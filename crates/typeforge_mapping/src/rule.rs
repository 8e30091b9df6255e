//! Rule vocabulary: keys, type terms, and symbol templates.
//!
//! A [`TypeMappingRule`] never names a concrete model or enum. It holds
//! [`SymbolTemplate`]s that are instantiated against a [`Target`] (the scalar
//! kind, enum name, or related model of one field) when a property is resolved.

use std::fmt;

use typeforge_foundation::naming::capitalize;
use typeforge_foundation::{Cardinality, Error, Result, ScalarKind};
use typeforge_schema::{FieldDescriptor, FieldType, FilterKind};

use crate::catalog::{CatalogEntry, FilterCore};
use crate::symbol::{Symbol, SymbolOrigin};

// =============================================================================
// Keys
// =============================================================================

/// What a field's values are, as far as the mapping table is concerned.
#[derive(Clone, Copy, Debug, PartialEq, Eq, Hash, PartialOrd, Ord)]
pub enum Subject {
    /// A built-in scalar.
    Scalar(ScalarKind),
    /// Any schema enumeration.
    Enum,
    /// Any relation.
    Relation,
}

impl Subject {
    /// Every subject.
    pub const ALL: [Subject; 11] = [
        Self::Scalar(ScalarKind::String),
        Self::Scalar(ScalarKind::Int),
        Self::Scalar(ScalarKind::Float),
        Self::Scalar(ScalarKind::Boolean),
        Self::Scalar(ScalarKind::DateTime),
        Self::Scalar(ScalarKind::Bytes),
        Self::Scalar(ScalarKind::Decimal),
        Self::Scalar(ScalarKind::BigInt),
        Self::Scalar(ScalarKind::Json),
        Self::Enum,
        Self::Relation,
    ];

    /// Returns the subject of a field.
    #[must_use]
    pub fn of(field: &FieldDescriptor) -> Self {
        match field.ty {
            FieldType::Scalar(kind) => Self::Scalar(kind),
            FieldType::Enum(_) => Self::Enum,
            FieldType::Relation(_) => Self::Relation,
        }
    }
}

impl fmt::Display for Subject {
    fn fmt(&self, f: &mut fmt::Formatter<'_>) -> fmt::Result {
        match self {
            Self::Scalar(kind) => write!(f, "{kind}"),
            Self::Enum => f.write_str("enum"),
            Self::Relation => f.write_str("relation"),
        }
    }
}

/// Lookup key of the mapping table.
#[derive(Clone, Copy, Debug, PartialEq, Eq, Hash, PartialOrd, Ord)]
pub struct RuleKey {
    /// What the field holds.
    pub subject: Subject,
    /// Which operators apply.
    pub filter: FilterKind,
    /// Single value or sequence.
    pub cardinality: Cardinality,
    /// Whether `null` is an accepted value.
    pub nullable: bool,
}

impl RuleKey {
    /// Creates a key.
    #[must_use]
    pub const fn new(
        subject: Subject,
        filter: FilterKind,
        cardinality: Cardinality,
        nullable: bool,
    ) -> Self {
        Self {
            subject,
            filter,
            cardinality,
            nullable,
        }
    }

    /// Creates the key for a field, with nullability decided by the caller.
    #[must_use]
    pub fn for_field(field: &FieldDescriptor, filter: FilterKind, nullable: bool) -> Self {
        Self::new(Subject::of(field), filter, field.cardinality, nullable)
    }
}

impl fmt::Display for RuleKey {
    fn fmt(&self, f: &mut fmt::Formatter<'_>) -> fmt::Result {
        write!(f, "({}, {}, {}", self.subject, self.filter, self.cardinality)?;
        if self.nullable {
            f.write_str(", nullable")?;
        }
        f.write_str(")")
    }
}

// =============================================================================
// Targets
// =============================================================================

/// The concrete thing a rule is instantiated against.
#[derive(Clone, Copy, Debug, PartialEq, Eq)]
pub enum Target<'a> {
    /// A scalar field.
    Scalar(ScalarKind),
    /// An enum field, by enum name.
    Enum(&'a str),
    /// A relation field.
    Relation {
        /// Related model.
        model: &'a str,
        /// Opposite relation field on the related model.
        back_field: Option<&'a str>,
    },
}

impl<'a> Target<'a> {
    /// Returns the target of a field.
    #[must_use]
    pub fn of(field: &'a FieldDescriptor) -> Self {
        match &field.ty {
            FieldType::Scalar(kind) => Self::Scalar(*kind),
            FieldType::Enum(name) => Self::Enum(name),
            FieldType::Relation(relation) => Self::Relation {
                model: &relation.target,
                back_field: relation.back_field.as_deref(),
            },
        }
    }

    /// Returns the matching rule subject.
    #[must_use]
    pub const fn subject(self) -> Subject {
        match self {
            Self::Scalar(kind) => Subject::Scalar(kind),
            Self::Enum(_) => Subject::Enum,
            Self::Relation { .. } => Subject::Relation,
        }
    }

    fn core(self) -> Option<FilterCore> {
        match self {
            Self::Scalar(kind) => Some(FilterCore::Scalar(kind)),
            Self::Enum(name) => Some(FilterCore::Enum(name.to_owned())),
            Self::Relation { .. } => None,
        }
    }

    fn model(self) -> Option<(&'a str, Option<&'a str>)> {
        match self {
            Self::Relation { model, back_field } => Some((model, back_field)),
            _ => None,
        }
    }
}

impl fmt::Display for Target<'_> {
    fn fmt(&self, f: &mut fmt::Formatter<'_>) -> fmt::Result {
        match self {
            Self::Scalar(kind) => write!(f, "{kind}"),
            Self::Enum(name) => write!(f, "enum {name}"),
            Self::Relation { model, .. } => write!(f, "relation to {model}"),
        }
    }
}

// =============================================================================
// Templates and terms
// =============================================================================

/// A symbol whose name depends on the field it is instantiated for.
#[derive(Clone, Copy, Debug, PartialEq, Eq, Hash)]
pub enum SymbolTemplate {
    /// A symbol with a fixed name.
    Fixed(&'static str, SymbolOrigin),
    /// `[Nested]<Base>[Nullable]Filter` or `[Nested]Enum<E>[Nullable]Filter`.
    FieldFilter {
        /// Nested variant used behind `not`.
        nested: bool,
        /// Nullable variant.
        nullable: bool,
    },
    /// `<Base>NullableListFilter` or `Enum<E>NullableListFilter`.
    ListFilter,
    /// `[Nullable]<Base>FieldUpdateOperationsInput`.
    UpdateOperations {
        /// Nullable variant.
        nullable: bool,
    },
    /// The enum declaration itself.
    EnumDeclaration,
    /// `<T>[Nullable]RelationFilter`.
    RelationFilter {
        /// Nullable variant.
        nullable: bool,
    },
    /// `<T>ListRelationFilter`.
    ListRelationFilter,
    /// `<T>WhereInput`.
    WhereInput,
    /// `<T>OrderByWithRelationInput`.
    OrderByWithRelation,
    /// `<T>OrderByRelationAggregateInput`.
    OrderByRelationAggregate,
    /// `<T>CreateNested{One|Many}[Without<Back>]Input`.
    CreateNested {
        /// To-many variant.
        many: bool,
    },
    /// `<T>Update{One|Many}[Without<Back>]NestedInput`.
    UpdateNested {
        /// To-many variant.
        many: bool,
    },
}

impl SymbolTemplate {
    /// Instantiates the template for a target.
    ///
    /// Fails with `UnmappedCombination` when the template cannot name anything
    /// for the target (an enum template applied to a scalar, for instance).
    pub fn instantiate(self, target: Target<'_>) -> Result<Symbol> {
        let mismatch = || Error::unmapped(format!("{self:?} for {target}"));
        let symbol = match self {
            Self::Fixed(name, origin) => Symbol::new(name, origin),
            Self::FieldFilter { nested, nullable } => Symbol::catalog(CatalogEntry::FieldFilter {
                core: target.core().ok_or_else(mismatch)?,
                nested,
                nullable,
            }),
            Self::ListFilter => Symbol::catalog(CatalogEntry::ListFilter {
                core: target.core().ok_or_else(mismatch)?,
            }),
            Self::UpdateOperations { nullable } => {
                Symbol::catalog(CatalogEntry::UpdateOperations {
                    core: target.core().ok_or_else(mismatch)?,
                    nullable,
                })
            }
            Self::EnumDeclaration => match target {
                Target::Enum(name) => Symbol::new(name, SymbolOrigin::Enum),
                _ => return Err(mismatch()),
            },
            Self::RelationFilter { nullable } => {
                let (model, _) = target.model().ok_or_else(mismatch)?;
                Symbol::catalog(CatalogEntry::RelationFilter {
                    model: model.to_owned(),
                    nullable,
                })
            }
            Self::ListRelationFilter => {
                let (model, _) = target.model().ok_or_else(mismatch)?;
                Symbol::catalog(CatalogEntry::ListRelationFilter {
                    model: model.to_owned(),
                })
            }
            Self::WhereInput => {
                let (model, _) = target.model().ok_or_else(mismatch)?;
                Symbol::new(format!("{model}WhereInput"), SymbolOrigin::Input)
            }
            Self::OrderByWithRelation => {
                let (model, _) = target.model().ok_or_else(mismatch)?;
                Symbol::new(format!("{model}OrderByWithRelationInput"), SymbolOrigin::Input)
            }
            Self::OrderByRelationAggregate => {
                let (model, _) = target.model().ok_or_else(mismatch)?;
                Symbol::new(
                    format!("{model}OrderByRelationAggregateInput"),
                    SymbolOrigin::Input,
                )
            }
            Self::CreateNested { many } => {
                let (model, back) = target.model().ok_or_else(mismatch)?;
                Symbol::new(
                    format!("{model}CreateNested{}{}Input", arity(many), without(back)),
                    SymbolOrigin::Input,
                )
            }
            Self::UpdateNested { many } => {
                let (model, back) = target.model().ok_or_else(mismatch)?;
                Symbol::new(
                    format!("{model}Update{}{}NestedInput", arity(many), without(back)),
                    SymbolOrigin::Input,
                )
            }
        };
        Ok(symbol)
    }
}

fn arity(many: bool) -> &'static str {
    if many { "Many" } else { "One" }
}

fn without(back_field: Option<&str>) -> String {
    back_field
        .map(|field| format!("Without{}", capitalize(field)))
        .unwrap_or_default()
}

/// One member of a property's type union.
#[derive(Clone, Copy, Debug, PartialEq, Eq, Hash)]
pub enum TypeTerm {
    /// A host-language type (`string`, `number`, `Date`, ...).
    Native(&'static str),
    /// A referenced symbol used as a type.
    Symbol(SymbolTemplate),
    /// The string-literal union of an enum's members.
    EnumLiteral(SymbolTemplate),
    /// The `null` literal.
    Null,
}

impl TypeTerm {
    /// Returns the symbol template this term references, if any.
    #[must_use]
    pub const fn template(self) -> Option<SymbolTemplate> {
        match self {
            Self::Symbol(template) | Self::EnumLiteral(template) => Some(template),
            Self::Native(_) | Self::Null => None,
        }
    }
}

// =============================================================================
// Rules
// =============================================================================

/// Distinguishing behaviour of a rule, kept for inspection and tests.
#[derive(Clone, Copy, Debug, PartialEq, Eq, Hash)]
pub enum SpecialCase {
    /// Date values are annotated as the generic `Date` scalar.
    DateLeakGuard,
    /// A bare value is accepted in place of the filter object.
    EqualityShorthand,
    /// To-one relation filter unioned with the related where-input.
    RelationWhereUnion,
    /// To-many relation filter exposing `every`/`some`/`none`.
    ListRelationWrapper,
    /// Enum filter that also imports the enum declaration.
    EnumDeclarationImport,
    /// Sequence of scalars rather than a single scalar.
    ScalarSequence,
    /// JSON values route to the structural JSON filter.
    JsonStructural,
}

/// How one key maps to a property type and annotation.
#[derive(Clone, Debug, PartialEq, Eq)]
pub struct TypeMappingRule {
    /// Members of the declared type union, in output order.
    pub terms: Vec<TypeTerm>,
    /// The annotation factory's type.
    pub annotation: SymbolTemplate,
    /// Whether the value terms and the annotation are sequences.
    pub list_annotation: bool,
    /// Distinguishing behaviour, if any.
    pub special: Option<SpecialCase>,
}

impl TypeMappingRule {
    /// Returns true if `null` is one of the terms.
    #[must_use]
    pub fn accepts_null(&self) -> bool {
        self.terms.contains(&TypeTerm::Null)
    }
}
********
> **TASK DIRECTIONS**
Starting at the top of the data above, repeat every line exactly until the line containing "impl fmt::Display for Subject" has been given, then stop.

> **RESPONSE**
filename crates/typeforge_mapping/src/rule.rs
repository 8e30091b9df6255e
//! Rule vocabulary: keys, type terms, and symbol templates.
//!
//! A [`TypeMappingRule`] never names a concrete model or enum. It holds
//! [`SymbolTemplate`]s that are instantiated against a [`Target`] (the scalar
//! kind, enum name, or related model of one field) when a property is resolved.

use std::fmt;

use typeforge_foundation::naming::capitalize;
use typeforge_foundation::{Cardinality, Error, Result, ScalarKind};
use typeforge_schema::{FieldDescriptor, FieldType, FilterKind};

use crate::catalog::{CatalogEntry, FilterCore};
use crate::symbol::{Symbol, SymbolOrigin};

// =============================================================================
// Keys
// =============================================================================

/// What a field's values are, as far as the mapping table is concerned.
#[derive(Clone, Copy, Debug, PartialEq, Eq, Hash, PartialOrd, Ord)]
pub enum Subject {
    /// A built-in scalar.
    Scalar(ScalarKind),
    /// Any schema enumeration.
    Enum,
    /// Any relation.
    Relation,
}

impl Subject {
    /// Every subject.
    pub const ALL: [Subject; 11] = [
        Self::Scalar(ScalarKind::String),
        Self::Scalar(ScalarKind::Int),
        Self::Scalar(ScalarKind::Float),
        Self::Scalar(ScalarKind::Boolean),
        Self::Scalar(ScalarKind::DateTime),
        Self::Scalar(ScalarKind::Bytes),
        Self::Scalar(ScalarKind::Decimal),
        Self::Scalar(ScalarKind::BigInt),
        Self::Scalar(ScalarKind::Json),
        Self::Enum,
        Self::Relation,
    ];

    /// Returns the subject of a field.
    #[must_use]
    pub fn of(field: &FieldDescriptor) -> Self {
        match field.ty {
            FieldType::Scalar(kind) => Self::Scalar(kind),
            FieldType::Enum(_) => Self::Enum,
            FieldType::Relation(_) => Self::Relation,
        }
    }
}

impl fmt::Display for Subject {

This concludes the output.